*** DATA RECORDS ***
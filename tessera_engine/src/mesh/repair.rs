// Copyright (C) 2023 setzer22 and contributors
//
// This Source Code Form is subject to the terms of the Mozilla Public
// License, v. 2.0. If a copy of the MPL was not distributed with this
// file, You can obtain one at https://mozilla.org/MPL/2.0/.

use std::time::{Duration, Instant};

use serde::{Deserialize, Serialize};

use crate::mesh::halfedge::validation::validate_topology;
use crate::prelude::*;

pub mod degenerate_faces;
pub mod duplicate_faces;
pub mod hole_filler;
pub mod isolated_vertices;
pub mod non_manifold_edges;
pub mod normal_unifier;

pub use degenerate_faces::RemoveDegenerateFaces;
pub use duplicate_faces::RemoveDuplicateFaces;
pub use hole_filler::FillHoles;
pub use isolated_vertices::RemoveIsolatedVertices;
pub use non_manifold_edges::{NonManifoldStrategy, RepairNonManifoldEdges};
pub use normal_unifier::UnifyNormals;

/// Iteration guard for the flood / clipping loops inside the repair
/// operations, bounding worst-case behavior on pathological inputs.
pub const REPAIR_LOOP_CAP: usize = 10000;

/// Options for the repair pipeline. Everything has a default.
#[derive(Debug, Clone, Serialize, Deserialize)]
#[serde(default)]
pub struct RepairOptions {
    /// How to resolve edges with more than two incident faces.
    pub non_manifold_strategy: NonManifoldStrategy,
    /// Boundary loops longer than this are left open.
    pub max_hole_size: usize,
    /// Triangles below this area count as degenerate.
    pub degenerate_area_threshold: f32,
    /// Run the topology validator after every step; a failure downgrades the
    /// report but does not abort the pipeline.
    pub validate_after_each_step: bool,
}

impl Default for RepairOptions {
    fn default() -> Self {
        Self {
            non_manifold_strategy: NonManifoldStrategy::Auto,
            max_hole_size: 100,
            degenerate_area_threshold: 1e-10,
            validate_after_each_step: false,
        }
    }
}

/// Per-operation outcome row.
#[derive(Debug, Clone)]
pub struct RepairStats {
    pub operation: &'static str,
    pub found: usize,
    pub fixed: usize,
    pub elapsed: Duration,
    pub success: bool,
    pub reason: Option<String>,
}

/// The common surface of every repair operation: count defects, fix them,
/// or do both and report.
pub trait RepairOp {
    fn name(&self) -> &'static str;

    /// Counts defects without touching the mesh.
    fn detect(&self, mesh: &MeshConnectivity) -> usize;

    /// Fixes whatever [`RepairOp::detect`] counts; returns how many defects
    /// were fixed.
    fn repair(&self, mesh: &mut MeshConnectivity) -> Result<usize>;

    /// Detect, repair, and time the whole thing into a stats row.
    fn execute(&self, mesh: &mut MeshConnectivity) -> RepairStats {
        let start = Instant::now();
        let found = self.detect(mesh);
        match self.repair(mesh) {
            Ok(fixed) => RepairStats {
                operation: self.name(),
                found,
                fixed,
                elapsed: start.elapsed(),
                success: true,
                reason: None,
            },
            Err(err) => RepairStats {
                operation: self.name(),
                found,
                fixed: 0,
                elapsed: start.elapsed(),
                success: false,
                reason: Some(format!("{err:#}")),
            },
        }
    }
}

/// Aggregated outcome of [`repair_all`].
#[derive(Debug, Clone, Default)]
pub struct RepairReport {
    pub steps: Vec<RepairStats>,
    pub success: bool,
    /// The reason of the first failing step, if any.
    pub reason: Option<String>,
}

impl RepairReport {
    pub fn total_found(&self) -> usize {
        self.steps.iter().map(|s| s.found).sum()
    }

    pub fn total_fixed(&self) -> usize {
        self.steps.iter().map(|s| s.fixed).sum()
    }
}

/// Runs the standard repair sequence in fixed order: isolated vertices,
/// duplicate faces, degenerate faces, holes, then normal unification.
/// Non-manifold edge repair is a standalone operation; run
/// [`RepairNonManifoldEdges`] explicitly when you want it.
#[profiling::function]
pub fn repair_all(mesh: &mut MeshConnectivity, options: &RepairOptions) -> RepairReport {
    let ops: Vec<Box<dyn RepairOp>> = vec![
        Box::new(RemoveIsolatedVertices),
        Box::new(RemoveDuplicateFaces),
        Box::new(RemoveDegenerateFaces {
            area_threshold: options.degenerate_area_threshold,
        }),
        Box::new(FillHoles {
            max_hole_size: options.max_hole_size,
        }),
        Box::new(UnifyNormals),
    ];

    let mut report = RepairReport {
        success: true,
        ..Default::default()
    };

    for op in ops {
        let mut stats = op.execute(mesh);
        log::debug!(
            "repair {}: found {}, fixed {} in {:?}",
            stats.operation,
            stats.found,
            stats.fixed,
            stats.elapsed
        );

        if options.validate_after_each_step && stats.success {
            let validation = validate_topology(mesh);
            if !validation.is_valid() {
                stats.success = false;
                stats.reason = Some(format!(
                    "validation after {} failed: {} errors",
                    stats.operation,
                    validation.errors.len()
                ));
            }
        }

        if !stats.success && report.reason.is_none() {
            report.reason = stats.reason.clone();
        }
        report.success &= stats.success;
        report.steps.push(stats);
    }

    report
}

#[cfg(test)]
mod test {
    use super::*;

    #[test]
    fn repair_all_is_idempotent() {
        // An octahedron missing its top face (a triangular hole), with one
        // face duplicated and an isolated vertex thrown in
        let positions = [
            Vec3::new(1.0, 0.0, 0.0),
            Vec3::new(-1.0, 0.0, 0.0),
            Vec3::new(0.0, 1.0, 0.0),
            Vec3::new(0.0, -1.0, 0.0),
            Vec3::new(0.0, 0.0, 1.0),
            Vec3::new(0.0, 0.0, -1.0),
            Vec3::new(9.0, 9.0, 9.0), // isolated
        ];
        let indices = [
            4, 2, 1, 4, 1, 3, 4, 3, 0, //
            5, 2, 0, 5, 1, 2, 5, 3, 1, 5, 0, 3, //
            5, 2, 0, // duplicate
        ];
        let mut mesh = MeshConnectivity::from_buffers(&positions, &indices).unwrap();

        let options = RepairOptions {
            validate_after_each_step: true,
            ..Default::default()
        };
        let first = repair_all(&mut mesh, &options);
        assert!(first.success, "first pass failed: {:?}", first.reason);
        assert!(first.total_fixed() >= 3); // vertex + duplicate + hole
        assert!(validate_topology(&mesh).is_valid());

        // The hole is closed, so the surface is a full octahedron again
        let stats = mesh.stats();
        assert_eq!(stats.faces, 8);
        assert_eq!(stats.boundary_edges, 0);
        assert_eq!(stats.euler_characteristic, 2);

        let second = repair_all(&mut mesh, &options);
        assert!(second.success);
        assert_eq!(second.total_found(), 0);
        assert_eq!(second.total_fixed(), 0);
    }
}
*** End of DATA RECORDS ***
- **EXERCISE**: Would you return, unchanged, the lines from the one containing "use super::*;" through the end of the entries?

- **ANSWER FOR THE TASK**:
    use super::*;

    #[test]
    fn repair_all_is_idempotent() {
        // An octahedron missing its top face (a triangular hole), with one
        // face duplicated and an isolated vertex thrown in
        let positions = [
            Vec3::new(1.0, 0.0, 0.0),
            Vec3::new(-1.0, 0.0, 0.0),
            Vec3::new(0.0, 1.0, 0.0),
            Vec3::new(0.0, -1.0, 0.0),
            Vec3::new(0.0, 0.0, 1.0),
            Vec3::new(0.0, 0.0, -1.0),
            Vec3::new(9.0, 9.0, 9.0), // isolated
        ];
        let indices = [
            4, 2, 1, 4, 1, 3, 4, 3, 0, //
            5, 2, 0, 5, 1, 2, 5, 3, 1, 5, 0, 3, //
            5, 2, 0, // duplicate
        ];
        let mut mesh = MeshConnectivity::from_buffers(&positions, &indices).unwrap();

        let options = RepairOptions {
            validate_after_each_step: true,
            ..Default::default()
        };
        let first = repair_all(&mut mesh, &options);
        assert!(first.success, "first pass failed: {:?}", first.reason);
        assert!(first.total_fixed() >= 3); // vertex + duplicate + hole
        assert!(validate_topology(&mesh).is_valid());

        // The hole is closed, so the surface is a full octahedron again
        let stats = mesh.stats();
        assert_eq!(stats.faces, 8);
        assert_eq!(stats.boundary_edges, 0);
        assert_eq!(stats.euler_characteristic, 2);

        let second = repair_all(&mut mesh, &options);
        assert!(second.success);
        assert_eq!(second.total_found(), 0);
        assert_eq!(second.total_fixed(), 0);
    }
}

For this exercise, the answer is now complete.